(Record excerpts)
//! Admin dashboard: store counters and the most recent orders.

use shopfront_core::{CurrencyCode, DashboardStats};
use shopfront_storefront::access::AdminAccess;
use shopfront_storefront::api::ApiClient;
use shopfront_storefront::screen::LoadState;
use shopfront_storefront::session::Session;
use tracing::instrument;

use crate::orders::OrderRowView;

/// Dashboard display data.
#[derive(Debug, Clone, PartialEq, Eq)]
pub struct DashboardView {
    pub total_users: u64,
    pub total_products: u64,
    pub total_orders: u64,
    pub total_revenue: String,
    pub recent_orders: Vec<OrderRowView>,
}

impl DashboardView {
    #[must_use]
    pub fn new(stats: &DashboardStats, currency: CurrencyCode) -> Self {
        Self {
            total_users: stats.total_users,
            total_products: stats.total_products,
            total_orders: stats.total_orders,
            total_revenue: stats.total_revenue.display(currency),
            recent_orders: stats
                .recent_orders
                .iter()
                .map(|order| OrderRowView::new(order, currency))
                .collect(),
        }
    }
}

/// The dashboard screen.
#[derive(Debug)]
pub struct DashboardScreen {
    client: ApiClient,
    state: LoadState<DashboardStats>,
}

impl DashboardScreen {
    #[must_use]
    pub fn new(client: &ApiClient, session: &Session, _access: AdminAccess) -> Self {
        Self {
            client: session.client(client),
            state: LoadState::Loading,
        }
    }

    #[must_use]
    pub const fn state(&self) -> &LoadState<DashboardStats> {
        &self.state
    }

    #[instrument(skip(self))]
    pub async fn load(&mut self) {
        self.state = LoadState::Loading;
        let result = self.client.dashboard_stats().await;
        self.state = LoadState::from_result(result, "Failed to fetch dashboard statistics");
    }

    #[must_use]
    pub fn view(&self, currency: CurrencyCode) -> Option<DashboardView> {
        self.state
            .ready()
            .map(|stats| DashboardView::new(stats, currency))
    }
}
(End Record excerpts)
**Prompt:**
All lines with the word "DashboardView" need to be copied from the data above.

**Answer box:**
pub struct DashboardView {
impl DashboardView {
    pub fn view(&self, currency: CurrencyCode) -> Option<DashboardView> {
            .map(|stats| DashboardView::new(stats, currency))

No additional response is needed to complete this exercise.